Tradeable Pollution Permits Flashcards
(2 cards)
1
Q
State + explain the micro effects of implementing tradeable pollution permits.
A
- Incentivises Emission Reduction: firms that reduce pollution can sell permits for profit - encourages cost-effective abatement.
- Internalises Externality: pollution now has a price - improves allocative efficiency (MSB = MSC).
- Encourages Innovation: firms incentivised to I in cleaner tech to lower pollution C.
- Flexibility For Firms: firms can choose to reduce pollution or buy permits - more efficient than blanket regulation.

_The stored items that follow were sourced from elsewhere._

//! In-memory latency histogram for the real-time path.
//! Records time from head receipt to trade emit.

use hdrhistogram::Histogram;
use parking_lot::Mutex;
use serde::Serialize;

/// Values stored in microseconds. Tracks 1us to 100s, 3 significant figures.
pub struct LatencyStats {
    inner: Mutex<Option<Histogram<u64>>>,
}

#[derive(Debug, Serialize, PartialEq)]
pub struct LatencySummary {
    pub samples: u64,
    pub p50_ms: Option<f64>,
    pub p95_ms: Option<f64>,
    pub p99_ms: Option<f64>,
}

impl LatencyStats {
    pub fn new() -> Self {
        Self {
            inner: Mutex::new(Histogram::new_with_bounds(1, 100_000_000, 3).ok()),
        }
    }

    pub fn record_us(&self, us: u64) {
        if let Some(h) = self.inner.lock().as_mut() {
            h.saturating_record(us.max(1));
        }
    }

    pub fn record_ms(&self, ms: u64) {
        self.record_us(ms.saturating_mul(1000));
    }

    /// Return (p50_us, p95_us, p99_us). None if no samples.
    pub fn percentiles(&self) -> (Option<u64>, Option<u64>, Option<u64>) {
        let guard = self.inner.lock();
        match guard.as_ref() {
            Some(h) if h.len() > 0 => (
                Some(h.value_at_quantile(0.5)),
                Some(h.value_at_quantile(0.95)),
                Some(h.value_at_quantile(0.99)),
            ),
            _ => (None, None, None),
        }
    }

    pub fn len(&self) -> u64 {
        self.inner.lock().as_ref().map(|h| h.len()).unwrap_or(0)
    }

    pub fn summary(&self) -> LatencySummary {
        let (p50, p95, p99) = self.percentiles();
        let ms = |v: Option<u64>| v.map(|us| us as f64 / 1000.0);
        LatencySummary {
            samples: self.len(),
            p50_ms: ms(p50),
            p95_ms: ms(p95),
            p99_ms: ms(p99),
        }
    }
}

impl Default for LatencyStats {
    fn default() -> Self {
        Self::new()
    }
}

#[cfg(test)]
mod tests {
    use super::*;

    #[test]
    fn empty_histogram_has_no_percentiles() {
        let s = LatencyStats::new();
        assert_eq!(s.percentiles(), (None, None, None));
        assert_eq!(s.summary().samples, 0);
    }

    #[test]
    fn percentiles_in_ms() {
        let s = LatencyStats::new();
        for ms in 1..=100 {
            s.record_ms(ms);
        }
        let summary = s.summary();
        assert_eq!(summary.samples, 100);
        let p50 = summary.p50_ms.unwrap();
        let p99 = summary.p99_ms.unwrap();
        assert!((p50 - 50.0).abs() < 0.5, "p50 = {p50}");
        assert!((p99 - 99.0).abs() < 0.5, "p99 = {p99}");
    }
}
mod api;
mod backfill;
mod chain;
mod config;
mod db;
mod error;
mod fetcher;
mod history;
mod normalize;
mod rate_limit;
mod recorder;
mod sink;
mod state;
mod stream;
mod timeframes;
mod types;
mod ws;

use std::path::PathBuf;
use std::sync::Arc;
use std::time::Duration;

use clap::{Parser, Subcommand};
use tokio::sync::watch;
use tracing::{error, info, warn};
use tracing_subscriber::EnvFilter;

use crate::backfill::{backfill_market, BackfillOptions};
use crate::chain::rpc::{ChainRpc, RpcClient};
use crate::chain::scanner::ScanConfig;
use crate::config::{normalize_rpc_http_url, Config, DEFAULT_INITIAL_SPAN_BLOCKS, DEFAULT_MIN_SPAN_BLOCKS};
use crate::db::TradeDb;
use crate::error::Result;
use crate::fetcher::RestClient;

#[derive(Parser)]
#[command(name = "ingest", about = "Polymarket BTC up/down trade ingestion")]
struct Cli {
    /// Overrides OUTPUT_DIR.
    #[arg(long, global = true)]
    output_dir: Option<PathBuf>,

    #[command(subcommand)]
    command: Command,
}

#[derive(Subcommand)]
enum Command {
    /// Stream on-chain fills of every tracked market as blocks arrive.
    Stream,
    /// Strict on-chain backfill of one market's full trade history.
    Backfill {
        #[arg(long)]
        slug: String,
        /// Repeatable; defaults to RPC_URLS.
        #[arg(long = "rpc-url")]
        rpc_urls: Vec<String>,
        #[arg(long, default_value_t = DEFAULT_INITIAL_SPAN_BLOCKS)]
        initial_span: u64,
        #[arg(long, default_value_t = DEFAULT_MIN_SPAN_BLOCKS)]
        min_span: u64,
        /// Seconds before createdAt to include.
        #[arg(long, default_value_t = 300)]
        buffer_before: u64,
        /// Seconds after closedTime/endDate to include.
        #[arg(long, default_value_t = 7200)]
        buffer_after: u64,
        #[arg(long)]
        compare_csv: Option<PathBuf>,
    },
    /// REST trade history of one market.
    History {
        #[arg(long)]
        slug: String,
    },
    /// Record order-book snapshots, level changes and last trades from the market feed.
    Record,
}

#[tokio::main]
async fn main() {
    let cli = Cli::parse();
    let mut cfg = match Config::from_env() {
        Ok(c) => c,
        Err(e) => {
            eprintln!("Config error: {e}");
            std::process::exit(1);
        }
    };
    if let Some(dir) = cli.output_dir.clone() {
        cfg.output_dir = dir;
    }

    tracing_subscriber::fmt()
        .with_env_filter(EnvFilter::new(&cfg.log_level))
        .init();

    if let Err(e) = run(cli.command, cfg).await {
        error!("Fatal error: {e}");
        std::process::exit(1);
    }
}

/// Flips the watch to true on Ctrl-C.
fn shutdown_signal() -> watch::Receiver<bool> {
    let (tx, rx) = watch::channel(false);
    tokio::spawn(async move {
        match tokio::signal::ctrl_c().await {
            Ok(()) => info!("Ctrl-C received, shutting down"),
            Err(e) => warn!("Signal handler failed, shutting down: {e}"),
        }
        let _ = tx.send(true);
    });
    rx
}

async fn run(command: Command, cfg: Config) -> Result<()> {
    match command {
        Command::Stream => stream::run_stream(cfg, shutdown_signal()).await,
        Command::Record => recorder::run_recorder(cfg, shutdown_signal()).await,
        Command::History { slug } => {
            let rest = RestClient::new(&cfg)?;
            let db = match &cfg.db_path {
                Some(path) => Some(TradeDb::open(path).await?),
                None => None,
            };
            history::run_history(&rest, &slug, &cfg.output_dir, db.as_ref()).await?;
            Ok(())
        }
        Command::Backfill {
            slug,
            rpc_urls,
            initial_span,
            min_span,
            buffer_before,
            buffer_after,
            compare_csv,
        } => {
            let rpc_urls: Vec<String> = if rpc_urls.is_empty() {
                cfg.rpc_urls.clone()
            } else {
                rpc_urls.iter().map(|u| normalize_rpc_http_url(u)).collect()
            };
            let rest = RestClient::new(&cfg)?;
            let raw = rest.fetch_market_by_slug(&slug).await?;

            let rpc: Arc<dyn ChainRpc> = Arc::new(RpcClient::new(
                rpc_urls.clone(),
                Duration::from_secs(cfg.request_timeout_secs),
                cfg.max_retries,
            )?);
            let opts = BackfillOptions {
                scan: ScanConfig {
                    initial_span,
                    min_span,
                },
                buffer_before_secs: buffer_before,
                buffer_after_secs: buffer_after,
                compare_csv,
                output_dir: cfg.output_dir.clone(),
                rpc_urls,
            };
            let out = backfill_market(&raw, rpc, &opts).await?;
            info!(
                rows = out.report.strict_trades.rows,
                csv = %out.trades_csv.display(),
                validation = %out.validation_json.display(),
                "Done"
            );
            Ok(())
        }
    }
}
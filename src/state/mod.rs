pub mod dedup;
pub mod tracker;

pub use dedup::BoundedSet;
pub use tracker::MarketTracker;
/// Row type for the `trades` table in `migrations/0001_init.sql`.
#[derive(Debug, Clone, sqlx::FromRow, serde::Serialize)]
pub struct TradeRow {
    pub id: i64,
    pub dedupe_key: String,
    pub market_slug: String,
    pub condition_id: String,
    pub trade_timestamp: i64,
    pub price: Option<f64>,
    pub size: f64,
    pub notional: Option<f64>,
    pub side: String,
    pub outcome: String,
    pub asset: String,
    pub transaction_hash: String,
    pub timestamp_ms: Option<i64>,
    pub source: String,
}
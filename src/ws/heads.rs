use std::time::Duration;

use serde_json::{json, Value};

use crate::chain::decoder::parse_quantity;
use crate::ws::connection::{FeedProtocol, Heartbeat};

const PING_INTERVAL_SECS: u64 = 20;

/// Chain `newHeads` subscription over JSON-RPC websocket framing.
pub struct HeadFeed;

impl FeedProtocol for HeadFeed {
    fn name(&self) -> &'static str {
        "heads"
    }

    fn connect_frames(&self, _subscribed: &[String]) -> Vec<String> {
        vec![json!({
            "jsonrpc": "2.0",
            "id": 1,
            "method": "eth_subscribe",
            "params": ["newHeads"],
        })
        .to_string()]
    }

    fn subscribe_frame(&self, _ids: &[String]) -> Option<String> {
        None
    }

    fn unsubscribe_frame(&self, _ids: &[String]) -> Option<String> {
        None
    }

    fn heartbeat(&self) -> Option<(Heartbeat, Duration)> {
        Some((Heartbeat::Ping, Duration::from_secs(PING_INTERVAL_SECS)))
    }
}

/// `(block_number, timestamp_or_zero)` from an `eth_subscription` notification.
pub fn parse_head(payload: &Value) -> Option<(u64, u64)> {
    if payload.get("method")?.as_str()? != "eth_subscription" {
        return None;
    }
    let result = payload.get("params")?.get("result")?;
    if !result.is_object() {
        return None;
    }
    let number = parse_quantity(result.get("number")?);
    if number == 0 {
        return None;
    }
    let timestamp = result.get("timestamp").map(parse_quantity).unwrap_or(0);
    Some((number, timestamp))
}
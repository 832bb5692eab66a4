use std::time::Duration;

use async_trait::async_trait;
use chrono::{DateTime, NaiveDate, NaiveDateTime};
use reqwest::StatusCode;
use serde_json::Value;
use tracing::{debug, warn};

use crate::config::{Config, BTC_TAG_ID, GAMMA_PAGE_LIMIT, REST_MIN_INTERVAL_MS, REST_RETRY_DELAY_MS};
use crate::error::{AppError, Result};
use crate::rate_limit::RateLimiter;
use crate::state::tracker::MarketSource;
use crate::timeframes::{parse_market_slug, Timeframe};
use crate::types::Market;

/// Gamma metadata and Data API history over one rate-limited HTTP client.
pub struct RestClient {
    http: reqwest::Client,
    gamma_url: String,
    data_url: String,
    limiter: RateLimiter,
    max_retries: u32,
    retry_delay: Duration,
}

impl RestClient {
    pub fn new(cfg: &Config) -> Result<Self> {
        Self::with_urls(
            &cfg.gamma_api_url,
            &cfg.data_api_url,
            Duration::from_secs(cfg.request_timeout_secs),
            cfg.max_retries,
        )
    }

    pub fn with_urls(gamma_url: &str, data_url: &str, timeout: Duration, max_retries: u32) -> Result<Self> {
        let http = reqwest::Client::builder()
            .timeout(timeout)
            .user_agent("polymarket-chain-trades/0.1")
            .build()?;
        Ok(Self {
            http,
            gamma_url: gamma_url.trim_end_matches('/').to_string(),
            data_url: data_url.trim_end_matches('/').to_string(),
            limiter: RateLimiter::new(Duration::from_millis(REST_MIN_INTERVAL_MS)),
            max_retries: max_retries.max(1),
            retry_delay: Duration::from_millis(REST_RETRY_DELAY_MS),
        })
    }

    #[cfg(test)]
    pub fn with_limiter(mut self, limiter: RateLimiter) -> Self {
        self.limiter = limiter;
        self
    }

    #[cfg(test)]
    pub fn with_retry_delay(mut self, delay: Duration) -> Self {
        self.retry_delay = delay;
        self
    }

    pub async fn get_gamma(&self, path: &str, query: &[(&str, String)]) -> Result<Value> {
        self.get_json(&format!("{}{path}", self.gamma_url), query).await
    }

    pub async fn get_data(&self, path: &str, query: &[(&str, String)]) -> Result<Value> {
        self.get_json(&format!("{}{path}", self.data_url), query).await
    }

    /// GET with retry on transport errors, 429 and 5xx. Waits `delay * attempt`,
    /// doubled for 429. Other 4xx statuses fail at once.
    async fn get_json(&self, url: &str, query: &[(&str, String)]) -> Result<Value> {
        let mut attempt = 0u32;
        loop {
            attempt += 1;
            self.limiter.acquire().await;

            let (err, throttled) = match self.http.get(url).query(query).send().await {
                Ok(resp) => {
                    let status = resp.status();
                    if status.is_success() {
                        let text = resp.text().await?;
                        return Ok(serde_json::from_str(&text)?);
                    }
                    let retryable = status == StatusCode::TOO_MANY_REQUESTS || status.is_server_error();
                    let err = match resp.error_for_status() {
                        Err(e) => AppError::Http(e),
                        Ok(_) => AppError::Bootstrap(format!("unexpected status {status} from {url}")),
                    };
                    if !retryable {
                        return Err(err);
                    }
                    (err, status == StatusCode::TOO_MANY_REQUESTS)
                }
                Err(e) => (AppError::Http(e), false),
            };

            if attempt >= self.max_retries {
                warn!(url, attempts = attempt, "REST request exhausted retries: {err}");
                return Err(err);
            }
            let mut delay = self.retry_delay * attempt;
            if throttled {
                delay *= 2;
            }
            debug!(url, attempt, delay_ms = delay.as_millis() as u64, "REST retry: {err}");
            tokio::time::sleep(delay).await;
        }
    }

    /// One page of open BTC markets, newest id first.
    pub async fn fetch_open_markets_page(&self, offset: usize) -> Result<Vec<Value>> {
        let query = [
            ("tag_id", BTC_TAG_ID.to_string()),
            ("closed", "false".to_string()),
            ("active", "true".to_string()),
            ("limit", GAMMA_PAGE_LIMIT.to_string()),
            ("offset", offset.to_string()),
            ("order", "id".to_string()),
            ("ascending", "false".to_string()),
        ];
        match self.get_gamma("/markets", &query).await? {
            Value::Array(items) => Ok(items),
            _ => Err(AppError::Bootstrap(
                "GAMMA /markets response was not an array".to_string(),
            )),
        }
    }

    /// Raw Gamma market object for `slug`, with the fields a backfill needs.
    pub async fn fetch_market_by_slug(&self, slug: &str) -> Result<Value> {
        let resp = self.get_gamma("/markets", &[("slug", slug.to_string())]).await?;
        let market = resp
            .as_array()
            .and_then(|items| items.first())
            .cloned()
            .ok_or_else(|| AppError::Bootstrap(format!("Market not found: {slug}")))?;
        if !market.is_object() {
            return Err(AppError::Bootstrap(format!("Unexpected market payload for {slug}")));
        }
        for required in ["slug", "conditionId", "clobTokenIds", "outcomes"] {
            if market.get(required).is_none() {
                return Err(AppError::Bootstrap(format!("Missing market field '{required}'")));
            }
        }
        Ok(market)
    }
}

#[async_trait]
impl MarketSource for RestClient {
    async fn open_markets_page(&self, offset: usize) -> Result<Vec<Value>> {
        self.fetch_open_markets_page(offset).await
    }
}

/// Builds a `Market` from a Gamma object already matched to `timeframe`.
pub fn parse_gamma_market(raw: &Value, timeframe: Timeframe, window_start_ts: u64) -> Result<Market> {
    let slug = str_field(raw, "slug");
    let condition_id = str_field(raw, "conditionId");
    let token_ids = parse_json_list(raw.get("clobTokenIds"));
    let outcomes = parse_json_list(raw.get("outcomes"));
    if token_ids.is_empty() || condition_id.is_empty() {
        return Err(AppError::Bootstrap(format!(
            "market {slug} is missing token ids or condition id"
        )));
    }

    let event_id = raw
        .get("events")
        .and_then(|e| e.as_array())
        .and_then(|events| events.iter().find(|e| e.is_object()))
        .and_then(|e| e.get("id"))
        .map(|id| match id {
            Value::String(s) => s.clone(),
            other => other.to_string(),
        })
        .unwrap_or_default();

    let end_date_utc = str_field(raw, "endDate");
    let end_date_ts = parse_iso_to_unix_secs(&end_date_utc).unwrap_or(0);

    Market::new(
        slug,
        timeframe,
        event_id,
        window_start_ts,
        condition_id,
        token_ids,
        outcomes,
        end_date_utc,
        end_date_ts,
    )
}

/// `Market` for a slug resolved outside discovery (backfill, history).
pub fn market_from_slug_payload(raw: &Value) -> Result<Market> {
    let slug = str_field(raw, "slug");
    let (timeframe, window_start_ts) = parse_market_slug(&slug.to_ascii_lowercase())
        .ok_or_else(|| AppError::Bootstrap(format!("{slug} is not a BTC up/down market slug")))?;
    parse_gamma_market(raw, timeframe, window_start_ts)
}

/// Gamma encodes list fields as JSON text (`"[\"1\",\"2\"]"`) or, on some endpoints, as
/// plain arrays. A bare scalar string is a one-element list.
pub fn parse_json_list(value: Option<&Value>) -> Vec<String> {
    fn item(v: &Value) -> String {
        match v {
            Value::String(s) => s.clone(),
            other => other.to_string(),
        }
    }
    match value {
        Some(Value::Array(items)) => items.iter().map(item).collect(),
        Some(Value::String(s)) => {
            let s = s.trim();
            if s.starts_with('[') && s.ends_with(']') {
                match serde_json::from_str::<Vec<Value>>(s) {
                    Ok(items) => items.iter().map(item).collect(),
                    Err(_) => Vec::new(),
                }
            } else if s.is_empty() {
                Vec::new()
            } else {
                vec![s.to_string()]
            }
        }
        _ => Vec::new(),
    }
}

/// ISO-8601 (`Z`, offset, or naive UTC) or a bare date, to unix seconds.
pub fn parse_iso_to_unix_secs(s: &str) -> Option<u64> {
    let s = s.trim();
    if s.is_empty() {
        return None;
    }
    if let Ok(dt) = DateTime::parse_from_rfc3339(s) {
        return u64::try_from(dt.timestamp()).ok();
    }
    let spaced = s.replacen(' ', "T", 1);
    if let Ok(dt) = DateTime::parse_from_rfc3339(&spaced) {
        return u64::try_from(dt.timestamp()).ok();
    }
    if let Ok(dt) = DateTime::parse_from_str(&spaced, "%Y-%m-%dT%H:%M:%S%.f%#z") {
        return u64::try_from(dt.timestamp()).ok();
    }
    if let Ok(naive) = NaiveDateTime::parse_from_str(&spaced, "%Y-%m-%dT%H:%M:%S%.f") {
        return u64::try_from(naive.and_utc().timestamp()).ok();
    }
    let date = NaiveDate::parse_from_str(s, "%Y-%m-%d").ok()?;
    u64::try_from(date.and_hms_opt(0, 0, 0)?.and_utc().timestamp()).ok()
}

/// Numeric or ISO timestamp field; 0 when absent or unparseable.
pub fn unix_field(raw: &Value, key: &str) -> u64 {
    match raw.get(key) {
        Some(Value::Number(n)) => n.as_u64().or_else(|| n.as_f64().map(|f| f as u64)).unwrap_or(0),
        Some(Value::String(s)) => parse_iso_to_unix_secs(s).unwrap_or(0),
        _ => 0,
    }
}

fn str_field(raw: &Value, key: &str) -> String {
    raw.get(key).and_then(|v| v.as_str()).unwrap_or("").to_string()
}

#[cfg(test)]
mod tests {
    use super::*;
    use axum::{extract::State, http::StatusCode as AxumStatus, routing::get, Json, Router};
    use serde_json::json;
    use std::sync::atomic::{AtomicUsize, Ordering};
    use std::sync::Arc;

    fn gamma_market() -> Value {
        json!({
            "slug": "btc-updown-5m-1771211700",
            "conditionId": "0xcond",
            "clobTokenIds": "[\"77\", \"78\"]",
            "outcomes": "[\"Up\", \"Down\"]",
            "endDate": "2026-02-16T03:20:00Z",
            "events": [{"id": 9001, "seriesSlug": "btc-up-or-down-5m"}],
        })
    }

    #[test]
    fn builds_market_from_gamma_object() {
        let m = market_from_slug_payload(&gamma_market()).unwrap();
        assert_eq!(m.timeframe, Timeframe::M5);
        assert_eq!(m.window_start_ts, 1771211700);
        assert_eq!(m.event_id, "9001");
        assert_eq!(m.end_date_ts, 1771212000);
        assert_eq!(m.outcome_for("78"), Some("Down"));
    }

    #[test]
    fn missing_tokens_is_bootstrap_error() {
        let mut raw = gamma_market();
        raw["clobTokenIds"] = json!("");
        assert!(matches!(
            parse_gamma_market(&raw, Timeframe::M5, 1),
            Err(AppError::Bootstrap(_))
        ));
    }

    #[test]
    fn json_lists_in_both_encodings() {
        assert_eq!(parse_json_list(Some(&json!("[\"1\",\"2\"]"))), vec!["1", "2"]);
        assert_eq!(parse_json_list(Some(&json!(["1", 2]))), vec!["1", "2"]);
        assert_eq!(parse_json_list(Some(&json!("solo"))), vec!["solo"]);
        assert!(parse_json_list(None).is_empty());
    }

    #[test]
    fn iso_timestamps() {
        assert_eq!(parse_iso_to_unix_secs("2026-02-16T03:20:00Z"), Some(1771212000));
        assert_eq!(parse_iso_to_unix_secs("2026-02-16T03:20:00.123456Z"), Some(1771212000));
        assert_eq!(parse_iso_to_unix_secs("2026-02-16T04:20:00+01:00"), Some(1771212000));
        assert_eq!(parse_iso_to_unix_secs("2026-02-16 03:20:00+00"), Some(1771212000));
        assert_eq!(parse_iso_to_unix_secs("2026-02-16T03:20:00"), Some(1771212000));
        assert_eq!(parse_iso_to_unix_secs("2026-02-16"), Some(1771200000));
        assert_eq!(parse_iso_to_unix_secs("soon"), None);
        assert_eq!(unix_field(&json!({"t": 5}), "t"), 5);
        assert_eq!(unix_field(&json!({}), "t"), 0);
    }

    async fn serve(router: Router) -> String {
        let listener = tokio::net::TcpListener::bind("127.0.0.1:0").await.unwrap();
        let addr = listener.local_addr().unwrap();
        tokio::spawn(async move {
            axum::serve(listener, router).await.unwrap();
        });
        format!("http://{addr}")
    }

    fn client(url: &str, max_retries: u32) -> RestClient {
        RestClient::with_urls(url, url, Duration::from_secs(2), max_retries)
            .unwrap()
            .with_limiter(RateLimiter::new(Duration::ZERO))
            .with_retry_delay(Duration::from_millis(1))
    }

    #[tokio::test]
    async fn retries_through_throttling() {
        let hits = Arc::new(AtomicUsize::new(0));
        let router = Router::new()
            .route(
                "/markets",
                get(|State(hits): State<Arc<AtomicUsize>>| async move {
                    if hits.fetch_add(1, Ordering::SeqCst) < 2 {
                        Err(AxumStatus::TOO_MANY_REQUESTS)
                    } else {
                        Ok(Json(json!([gamma_market()])))
                    }
                }),
            )
            .with_state(hits.clone());
        let url = serve(router).await;

        let page = client(&url, 4).fetch_open_markets_page(0).await.unwrap();
        assert_eq!(page.len(), 1);
        assert_eq!(hits.load(Ordering::SeqCst), 3);
    }

    #[tokio::test]
    async fn client_errors_are_not_retried() {
        let hits = Arc::new(AtomicUsize::new(0));
        let router = Router::new()
            .route(
                "/markets",
                get(|State(hits): State<Arc<AtomicUsize>>| async move {
                    hits.fetch_add(1, Ordering::SeqCst);
                    AxumStatus::NOT_FOUND
                }),
            )
            .with_state(hits.clone());
        let url = serve(router).await;

        assert!(client(&url, 4).fetch_market_by_slug("x").await.is_err());
        assert_eq!(hits.load(Ordering::SeqCst), 1);
    }

    #[tokio::test]
    async fn missing_slug_is_reported() {
        let url = serve(Router::new().route("/markets", get(|| async { Json(json!([])) }))).await;
        match client(&url, 1).fetch_market_by_slug("gone").await {
            Err(AppError::Bootstrap(msg)) => assert!(msg.contains("gone")),
            other => panic!("expected Bootstrap, got {other:?}"),
        }
    }
}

- Increased Costs For Polluting Firms: especially affects energy-intensive industries - may lead to higher P for consumers.
- Market Power Issues: large firms may buy up permits, raising P + limiting access for smaller firms.
- Monitoring + Enforcement Issues: difficult to accurately track emissions + prevent cheating / overuse.
2
Q
State + explain the macro effects of implementing tradeable pollution permits.
A
- Improves Environmental Quality: leads to lower overall emissions - step toward sustainable development.
- Stimulates Green Industry Growth: LR shift in D towards low-carbon sectors, potentially boosting employment.
- Inflationary Pressure: higher production C may be passed onto consumers - cost-push inflation.
- Reduced International Competitiveness: domestic firms may face higher C than foreign rivals - leading to ‘carbon leakage’ - firms relocating to whereby there aren’t tradeable pollution permits.
- Uneven Impact Across Industries: some sectors hit harder (e.g. steel, cement) - possibly leading to job losses or regional decline - link to exacerbated income inequality.
- Macroeconomic Uncertainty: volatile permit P may create unpredictability for firms + investors.